Most doctors in their first few years feel the need to prove themselves. If they’re setting up their own practice, he says there are so many legalities that a doctor cannot handle it himself, forcing him to be more than just a doctor.

Today, with depleted doctor-patient trust, being physically assaulted by patients’ relatives is a reality, says Dr Bhatti. Legally, a senior doctor is responsible for patients. “The quality of doctors is being diluted, with many who have neither the interest in the subject nor the temperament,,” says Prof Grover.

The future

AIIMS has this year instituted a Student Wellness Centre that has a dedicated staff of three psychologists, working with the psychiatry department. In addition, there’s a 24-hour helpline that connects with a psychiatrist. The Students’ Welfare Programme has a mentorship facility for UG students. There is also an initiation programme that helps ease students into college life. It also offers courses in English and Hindi. PGIMER also has a helpline and a mentorship programme. The NIMHANS department of psychiatry has a Student Welfare Team.

However, healthcare pros say that while these are good, there has to be an overhaul of the system. In the UK, for instance, doctors can work a maximum of 72 hours in any seven-day period, reduced from 91. They can do a maximum of eight consecutive shifts, with a 48-hour rest period after.

But it goes beyond that. It really starts with parents letting their children take a call about picking a branch of study that they are inclined to. “Stop thinking of a medical degree as a mark that your child is brilliant or as a mark of success. Encourage the young person to interact with medical students, have brief internships where the young person can shadow others through the drudgery of medical studies and work ( not just the glamorous bits). Help them understand that every doctor does not have to be a cardiologist or a neurosurgeon. That family physicians are most important. That fields like psychiatry, preventive and social medicine , public health, palliative care, are equally valuable,” says Prof Prabha Chandra, Department of Psychiatry, NIHMANS, Bengaluru.
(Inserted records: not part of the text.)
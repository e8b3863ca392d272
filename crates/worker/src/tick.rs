use chrono::Utc;
use sqlx::PgPool;

use goldwatch_core::alerts::evaluator::evaluate;
use goldwatch_core::domain::alert::{Alert, AlertRule};
use goldwatch_core::ingest::aggregator::{FallbackAggregator, FetchOptions};
use goldwatch_core::notify::dispatcher::NotificationDispatcher;
use goldwatch_core::notify::whatsapp::WhatsAppChannel;
use goldwatch_core::storage;

/// One scheduled pass: refresh the price, evaluate alerts, dispatch what
/// is due. Guarded by the pipeline advisory lock so parallel workers
/// sharing a database do not double-send.
pub async fn run_tick(
    pool: &PgPool,
    aggregator: &FallbackAggregator,
    dispatcher: &NotificationDispatcher,
    whatsapp: &WhatsAppChannel,
) -> anyhow::Result<()> {
    let Some(lock) = storage::lock::try_acquire_pipeline_lock(pool).await? else {
        tracing::info!("pipeline lock held elsewhere; skipping tick");
        return Ok(());
    };

    let result = tick_inner(pool, aggregator, dispatcher, whatsapp).await;
    if let Err(err) = lock.release().await {
        sentry_anyhow::capture_anyhow(&err);
        tracing::error!(error = %err, "pipeline lock release failed");
    }
    result
}

async fn tick_inner(
    pool: &PgPool,
    aggregator: &FallbackAggregator,
    dispatcher: &NotificationDispatcher,
    whatsapp: &WhatsAppChannel,
) -> anyhow::Result<()> {
    let session = whatsapp.sync_session().await;
    tracing::debug!(?session, "whatsapp session state");

    let offset = goldwatch_core::config::display_offset()?;
    let now_local = Utc::now().with_timezone(&offset);

    let alerts = storage::alerts::active_alerts(pool).await?;

    // The scheduled tick always goes to the network; the short cache TTL
    // exists for on-demand API reads, not for this path.
    let opts = FetchOptions {
        refresh: true,
        source: None,
    };
    let (ctx, fresh) = match goldwatch_core::ingest::refresh_and_store(pool, aggregator, opts).await
    {
        Ok(snapshot) => {
            tracing::info!(
                source = %snapshot.source,
                per_gram = snapshot.price_per_gram,
                "stored fresh price snapshot"
            );
            let ctx = storage::prices::context_for(pool, snapshot).await?;
            (Some(ctx), true)
        }
        Err(err) => {
            sentry_anyhow::capture_anyhow(&err);
            tracing::error!(error = %err, "price refresh failed; falling back to stored data");
            (storage::prices::stored_price_context(pool).await?, false)
        }
    };

    let Some(ctx) = ctx else {
        tracing::warn!("no price data available; skipping alert evaluation");
        return Ok(());
    };

    // Without a fresh reading, price-threshold alerts would fire on stale
    // quotes; only daily summaries still make sense.
    let candidates: Vec<Alert> = if fresh {
        alerts
    } else {
        alerts
            .into_iter()
            .filter(|a| matches!(a.rule, AlertRule::Daily { .. }))
            .collect()
    };

    let due = evaluate(&ctx, &candidates, now_local);
    if due.is_empty() {
        tracing::debug!("no alerts due");
        return Ok(());
    }
    tracing::info!(due = due.len(), "alerts due for dispatch");

    for alert in &due {
        if let Err(err) = dispatcher.dispatch_and_record(pool, alert, &ctx).await {
            sentry_anyhow::capture_anyhow(&err);
            tracing::error!(alert_id = %alert.id, error = %err, "dispatch bookkeeping failed");
        }
    }

    Ok(())
}
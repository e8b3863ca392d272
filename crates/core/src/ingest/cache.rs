use crate::domain::price::{PriceSnapshot, SourceId};
use chrono::{DateTime, Duration, Utc};
use std::collections::HashMap;
use std::sync::RwLock;

pub const DEFAULT_TTL_MINUTES: i64 = 15;

/// Time source for TTL checks, injected so expiry is testable without
/// wall-clock sleeps.
pub trait Clock: Send + Sync {
    fn now(&self) -> DateTime<Utc>;
}

#[derive(Debug, Default)]
pub struct SystemClock;

impl Clock for SystemClock {
    fn now(&self) -> DateTime<Utc> {
        Utc::now()
    }
}

#[derive(Debug, Clone)]
struct CacheEntry {
    inserted_at: DateTime<Utc>,
    snapshot: PriceSnapshot,
}

/// Short-TTL memoization of the last good reading per source, guarding
/// the upstream sites from redundant fetches. Entries expire a fixed TTL
/// after insertion; a failed refresh never evicts the previous entry.
pub struct PriceCache {
    ttl: Duration,
    entries: RwLock<HashMap<SourceId, CacheEntry>>,
}

impl PriceCache {
    pub fn new(ttl: Duration) -> Self {
        Self {
            ttl,
            entries: RwLock::new(HashMap::new()),
        }
    }

    pub fn with_ttl_from_env() -> Self {
        let minutes = std::env::var("PRICE_CACHE_TTL_MINUTES")
            .ok()
            .and_then(|s| s.parse::<i64>().ok())
            .unwrap_or(DEFAULT_TTL_MINUTES);
        Self::new(Duration::minutes(minutes))
    }

    pub fn get(&self, source: SourceId, now: DateTime<Utc>) -> Option<PriceSnapshot> {
        let entries = self.entries.read().ok()?;
        let entry = entries.get(&source)?;
        (now - entry.inserted_at < self.ttl).then(|| entry.snapshot.clone())
    }

    pub fn put(&self, snapshot: PriceSnapshot, now: DateTime<Utc>) {
        if let Ok(mut entries) = self.entries.write() {
            entries.insert(
                snapshot.source,
                CacheEntry {
                    inserted_at: now,
                    snapshot,
                },
            );
        }
    }
}

#[cfg(test)]
mod tests {
    use super::*;

    fn snapshot(source: SourceId, per_gram: f64) -> PriceSnapshot {
        PriceSnapshot::new(Utc::now(), per_gram, per_gram, per_gram, None, None, source).unwrap()
    }

    #[test]
    fn entry_is_served_within_ttl() {
        let cache = PriceCache::new(Duration::minutes(15));
        let t0 = Utc::now();
        cache.put(snapshot(SourceId::Emasku, 1_874_000.0), t0);

        let hit = cache.get(SourceId::Emasku, t0 + Duration::minutes(14));
        assert_eq!(hit.unwrap().price_per_gram, 1_874_000.0);
    }

    #[test]
    fn entry_expires_after_ttl() {
        let cache = PriceCache::new(Duration::minutes(15));
        let t0 = Utc::now();
        cache.put(snapshot(SourceId::Emasku, 1_874_000.0), t0);

        assert!(cache.get(SourceId::Emasku, t0 + Duration::minutes(15)).is_none());
    }

    #[test]
    fn sources_are_cached_independently() {
        let cache = PriceCache::new(Duration::minutes(15));
        let t0 = Utc::now();
        cache.put(snapshot(SourceId::Emasku, 1_874_000.0), t0);

        assert!(cache.get(SourceId::Pegadaian, t0).is_none());
        assert!(cache.get(SourceId::Emasku, t0).is_some());
    }

    #[test]
    fn put_overwrites_previous_entry() {
        let cache = PriceCache::new(Duration::minutes(15));
        let t0 = Utc::now();
        cache.put(snapshot(SourceId::Emasku, 1_874_000.0), t0);
        cache.put(snapshot(SourceId::Emasku, 1_880_000.0), t0 + Duration::minutes(1));

        let hit = cache.get(SourceId::Emasku, t0 + Duration::minutes(2));
        assert_eq!(hit.unwrap().price_per_gram, 1_880_000.0);
    }
}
Other measures she says will help are: a focus on communication skills, a discussion on doctor-patient relationships and the values and ethics of being a doctor, the elimination of capitation fee and a one-fee structure for all. Most importantly: to give doctors a space, the facilities, and the encouragement to relax during a work day.
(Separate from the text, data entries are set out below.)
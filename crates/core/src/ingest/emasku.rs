use crate::domain::price::{PriceSnapshot, SourceId};
use crate::ingest::error::SourceError;
use crate::ingest::source::{
    build_http_client, extract_prices, fetch_page, timeout_secs_from_env, PriceSourceClient,
};
use chrono::{DateTime, Utc};

const DEFAULT_URL: &str = "https://emasku.co.id/Harga_emas";

/// Primary source. Emasku publishes a price table with a REGULAR section;
/// the 1 gram row carries the retail (buy) and buyback (sell) quotes in
/// IDR, already per gram.
pub struct EmaskuSource {
    http: reqwest::Client,
    url: String,
    timeout_secs: u64,
}

impl EmaskuSource {
    pub fn from_env() -> Result<Self, SourceError> {
        let url = std::env::var("EMASKU_URL").unwrap_or_else(|_| DEFAULT_URL.to_string());
        let timeout_secs = timeout_secs_from_env("EMASKU_TIMEOUT_SECS");
        Ok(Self {
            http: build_http_client(timeout_secs)?,
            url,
            timeout_secs,
        })
    }
}

#[async_trait::async_trait]
impl PriceSourceClient for EmaskuSource {
    fn id(&self) -> SourceId {
        SourceId::Emasku
    }

    async fn fetch(&self, fetched_at: DateTime<Utc>) -> Result<PriceSnapshot, SourceError> {
        let html = fetch_page(&self.http, &self.url, self.timeout_secs).await?;
        let (buy, sell) = parse_regular_one_gram(&html)?;

        PriceSnapshot::new(fetched_at, buy, sell, buy, None, None, self.id())
            .map_err(|e| SourceError::Validation(e.to_string()))
    }
}

/// Locates the 1 gram row of the REGULAR section and reads its two price
/// cells (buy first, then sell).
fn parse_regular_one_gram(html: &str) -> Result<(f64, f64), SourceError> {
    let regular = html
        .find("REGULAR")
        .map(|i| &html[i..])
        .ok_or_else(|| SourceError::Parse("REGULAR section not found".into()))?;

    let row_start = regular
        .find("1 gr")
        .map(|i| &regular[i..])
        .ok_or_else(|| SourceError::Parse("1 gram row not found in REGULAR section".into()))?;
    let row = match row_start.find("</tr>") {
        Some(end) => &row_start[..end],
        None => row_start,
    };

    let prices = extract_prices(row);
    match prices.as_slice() {
        [buy, sell, ..] => Ok((*buy, *sell)),
        _ => Err(SourceError::Parse(format!(
            "expected buy and sell cells in 1 gram row, found {} price(s)",
            prices.len()
        ))),
    }
}

#[cfg(test)]
mod tests {
    use super::*;

    const PAGE: &str = r#"
        <table class="table">
          <tr><th colspan="5">REGULAR</th></tr>
          <tr><td>0.5 gr</td><td>Rp.</td><td class="text-end">962,000</td><td>Rp.</td><td class="text-end">915,000</td></tr>
          <tr><td>1 gr</td><td>Rp.</td><td class="text-end">1,874,000</td><td>Rp.</td><td class="text-end">1,789,000</td></tr>
          <tr><td>2 gr</td><td>Rp.</td><td class="text-end">3,718,000</td><td>Rp.</td><td class="text-end">3,578,000</td></tr>
        </table>"#;

    #[test]
    fn parses_one_gram_row() {
        let (buy, sell) = parse_regular_one_gram(PAGE).unwrap();
        assert_eq!(buy, 1_874_000.0);
        assert_eq!(sell, 1_789_000.0);
    }

    #[test]
    fn missing_regular_section_is_a_parse_error() {
        let err = parse_regular_one_gram("<table><tr><td>1 gr</td></tr></table>").unwrap_err();
        assert!(matches!(err, SourceError::Parse(_)));
        assert!(err.to_string().contains("REGULAR"));
    }

    #[test]
    fn missing_one_gram_row_is_a_parse_error() {
        let err = parse_regular_one_gram("REGULAR <tr><td>5 gr</td></tr>").unwrap_err();
        assert!(err.to_string().contains("1 gram row"));
    }

    #[test]
    fn row_with_single_price_cell_is_rejected() {
        let err =
            parse_regular_one_gram("REGULAR <tr><td>1 gr</td><td>1,874,000</td></tr>").unwrap_err();
        assert!(matches!(err, SourceError::Parse(_)));
    }
}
Why docs don’t ask for help

Stigma is the biggest reason. “The pressure to perform can be psychologically debilitating and doctors also fear that they will be seen as less competent than their peers should a mental health issue be disclosed,” says Krishna. Doctors need a dedicated occupational health approach because they may seek help informally from colleagues, or self-medicate, but because they don’t go the formal route, they may not get full treatment unless we reach out to them in myriad ways, says Dr Sharan.

Why they need it more

“The nature of their work requires them to address others’ health concerns and trauma, often ignoring their own. Healthcare professionals who are constantly digging into their well of personal (psychological) resources to attend to their patients can only benefit from seeking help to address their own mental-health concerns and making sure that their self-care strategies are in place,” says Krishna.